Mohsen Fakhrizadeh, diretor do programa nuclear iraniano, é o quinto cientista nuclear iraniano morto desde 2010. Só em 2020, foram mortos três altos dignitários iranianos. Fakhrizadeh é o segundo, depois do General Qassem Soleimani ter sido assassinado em Bagdade, em janeiro deste ano, no seguimento de um ataque aéreo autorizado pelo presidente Trump.

Mesmo não estando na posse de toda a informação sobre o ataque em que pereceu Fakhrizadeh, é possível identificar o mentor. Ao contrário de outros casos que têm vindo recentemente a lume e que têm gerado imensa verborreia, neste perdedores e ganhadores estão perfeitamente identificados. Parece não restarem muitas dúvidas sobre os autores deste e dos outros atentados referidos.

É esclarecedora a ausência de condenação por parte de Israel e da Administração Trump. Trump aprovou implicitamente o assassinato ao republicar na sua conta do Twiter um comentário de um jornalista israelita que considerou a morte de Fakhrizadeh “um grande golpe psicológico e profissional para o Irão”. Por seu lado, o primeiro-ministro israelita Benjamin Netanyahu já tinha identificado publicamente Fakhrizadeh como uma ameaça existencial ao Estado israelita, não escondendo que o queria ver morto.

Não podemos deixar de nos interrogar porque é que 2020 tem sido um ano tão fértil em acontecimentos desta natureza, em particular este ocorrido depois da derrota eleitoral de Trump. A resposta parece óbvia. Netanyahu sabe que a morte de Fakhrizadeh não parará o programa nuclear iraniano. Existe, contudo, em Telavive, e muito provavelmente em Washington, a esperança de que Teerão retalie.

A acontecer, Trump teria um excelente pretexto para atacar massivamente as instalações nucleares iranianas, ainda antes da tomada de posse do presidente eleito Joe Biden, em janeiro de 2021, que já declarou pretender retornar ao acordo sobre o programa nuclear iraniano de que os EUA se desvincularam em 2018. Por isso, não será de excluir até lá a possibilidade de ocorrer mais algum incidente semelhante. Teerão irá vociferar, mas a sua reação não passará disso. Além de atores racionais, os Aiatolas são gente experiente que não cairá na armadilha. Perdem menos se ficarem quietos.

O acontecimento representa uma falha grave da contrainteligência iraniana. O ataque terá sido perpetrado por um dos grupos de oposição ao regime que operam no país, mas que são treinados e financiados a partir do exterior, por quem alimenta a esperança de uma operação de mudança de regime em Teerão.
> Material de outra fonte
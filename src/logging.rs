//! Process-wide logging setup.
//!
//! The crate itself only emits through the [`log`] facade, so embedders are
//! free to install any sink they like. For programs that don't carry one,
//! this module provides a small logger with the two outputs these tools
//! actually use — the console and an append-mode log file — switchable at
//! runtime through a [`LogHandle`]. Install it once at startup:
//!
//! ```no_run
//! use vrkit::logging::{LogConfig, LogTargets, Logger};
//!
//! let handle = Logger::init(
//!     LogConfig::new()
//!         .level(log::LevelFilter::Debug)
//!         .targets(LogTargets::STDOUT),
//! )
//! .unwrap();
//!
//! log::info!("starting up");
//! handle.open_file("session.log").unwrap();
//! ```

use std::fs::{File, OpenOptions};
use std::io::{self, Write};
use std::path::Path;
use std::sync::{Arc, Mutex};

use bitflags::bitflags;
use log::{LevelFilter, Metadata, Record};

use crate::VrKitError;

bitflags! {
    /// Where log lines go. Targets can be combined and changed at runtime.
    #[derive(Clone, Copy, Debug, PartialEq, Eq)]
    pub struct LogTargets: u8 {
        const STDOUT = 1;
        const FILE = 2;
    }
}

/// Configuration for [`Logger::init`].
pub struct LogConfig {
    level: LevelFilter,
    targets: LogTargets,
    file: Option<std::path::PathBuf>,
}

impl LogConfig {
    /// Info level, console output, no file.
    pub fn new() -> LogConfig {
        LogConfig {
            level: LevelFilter::Info,
            targets: LogTargets::STDOUT,
            file: None,
        }
    }

    /// Maximum level to emit.
    pub fn level(mut self, level: LevelFilter) -> LogConfig {
        self.level = level;
        self
    }

    /// Initial output target set.
    pub fn targets(mut self, targets: LogTargets) -> LogConfig {
        self.targets = targets;
        self
    }

    /// Open this file (append mode) at init and enable the FILE target.
    pub fn file<P: AsRef<Path>>(mut self, path: P) -> LogConfig {
        self.file = Some(path.as_ref().to_owned());
        self
    }
}

impl Default for LogConfig {
    fn default() -> LogConfig {
        LogConfig::new()
    }
}

/// Output state shared between the installed logger and its handles.
struct Sink {
    targets: Mutex<LogTargets>,
    file: Mutex<Option<File>>,
}

impl Sink {
    fn write(&self, line: &str) {
        let targets = *lock(&self.targets);

        if targets.contains(LogTargets::STDOUT) {
            let _ = io::stdout().write_all(line.as_bytes());
        }

        if targets.contains(LogTargets::FILE) {
            if let Some(file) = lock(&self.file).as_mut() {
                let _ = file.write_all(line.as_bytes());
            }
        }
    }

    fn flush(&self) {
        if let Some(file) = lock(&self.file).as_mut() {
            let _ = file.flush();
        }
    }
}

/// The installable logger. Construct and install with [`Logger::init`];
/// afterwards use the ordinary `log` macros everywhere.
pub struct Logger {
    sink: Arc<Sink>,
}

impl Logger {
    /// Install a logger for this process and return the handle for runtime
    /// adjustments. Fails with [`VrKitError::LoggerInstall`] if any logger
    /// is already installed, or with an i/o error if the configured log
    /// file can't be opened.
    pub fn init(config: LogConfig) -> Result<LogHandle, VrKitError> {
        let mut targets = config.targets;
        let file = match &config.file {
            Some(path) => {
                targets |= LogTargets::FILE;
                Some(open_append(path)?)
            }
            None => None,
        };

        let sink = Arc::new(Sink {
            targets: Mutex::new(targets),
            file: Mutex::new(file),
        });

        log::set_boxed_logger(Box::new(Logger {
            sink: Arc::clone(&sink),
        }))?;
        log::set_max_level(config.level);

        Ok(LogHandle { sink })
    }
}

impl log::Log for Logger {
    fn enabled(&self, metadata: &Metadata) -> bool {
        metadata.level() <= log::max_level()
    }

    fn log(&self, record: &Record) {
        if self.enabled(record.metadata()) {
            self.sink.write(&format_record(record));
        }
    }

    fn flush(&self) {
        self.sink.flush();
    }
}

/// Cheap, cloneable handle for adjusting the installed logger at runtime.
#[derive(Clone)]
pub struct LogHandle {
    sink: Arc<Sink>,
}

impl LogHandle {
    /// Open `path` in append mode as the log file and enable the FILE
    /// target. Replaces any previously open log file.
    pub fn open_file<P: AsRef<Path>>(&self, path: P) -> Result<(), VrKitError> {
        let file = open_append(path.as_ref())?;
        *lock(&self.sink.file) = Some(file);
        *lock(&self.sink.targets) |= LogTargets::FILE;
        Ok(())
    }

    /// Flush and close the log file, disabling the FILE target.
    pub fn close_file(&self) {
        if let Some(mut file) = lock(&self.sink.file).take() {
            let _ = file.flush();
        }
        *lock(&self.sink.targets) -= LogTargets::FILE;
    }

    /// Replace the output target set.
    pub fn set_targets(&self, targets: LogTargets) {
        *lock(&self.sink.targets) = targets;
    }

    pub fn targets(&self) -> LogTargets {
        *lock(&self.sink.targets)
    }

    /// Change the maximum level to emit.
    pub fn set_level(&self, level: LevelFilter) {
        log::set_max_level(level);
    }
}

/// Render one record as a log line: `[LEVEL] file (line) => target: message`.
/// The source path is trimmed to its file name.
fn format_record(record: &Record) -> String {
    let file = record
        .file()
        .map(|path| path.rsplit(['/', '\\']).next().unwrap_or(path))
        .unwrap_or("?");

    format!(
        "[{}] {} ({}) => {}: {}\n",
        record.level(),
        file,
        record.line().unwrap_or(0),
        record.target(),
        record.args()
    )
}

fn open_append(path: &Path) -> Result<File, io::Error> {
    OpenOptions::new().create(true).append(true).open(path)
}

fn lock<'a, T>(mutex: &'a Mutex<T>) -> std::sync::MutexGuard<'a, T> {
    mutex.lock().unwrap_or_else(|poisoned| poisoned.into_inner())
}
As reações de alguns países e organizações internacionais foram surpreendentemente brandas, o que é grave dadas as consequências que um incidente desta natureza pode ter. O apelo a “todas” as partes para permanecerem calmas e exercerem o máximo de contenção para evitar uma escalada que não é do interesse de ninguém”, coloca vítima e agressor no mesmo saco, esquecendo-se de condenar o terrorismo de Estado e os assassinatos extrajudiciais como um comportamento reprovável, sobretudo quando praticados por democracias.

A resposta medrosa e frouxa encoraja a que haja no seio das elites políticas israelitas quem considere sem pudor o assassinato de Fakhrizadeh uma ação legítima. O repúdio destas práticas tem de ser veemente independentemente do autor. Não pode haver dois pesos e duas medidas nesta matéria.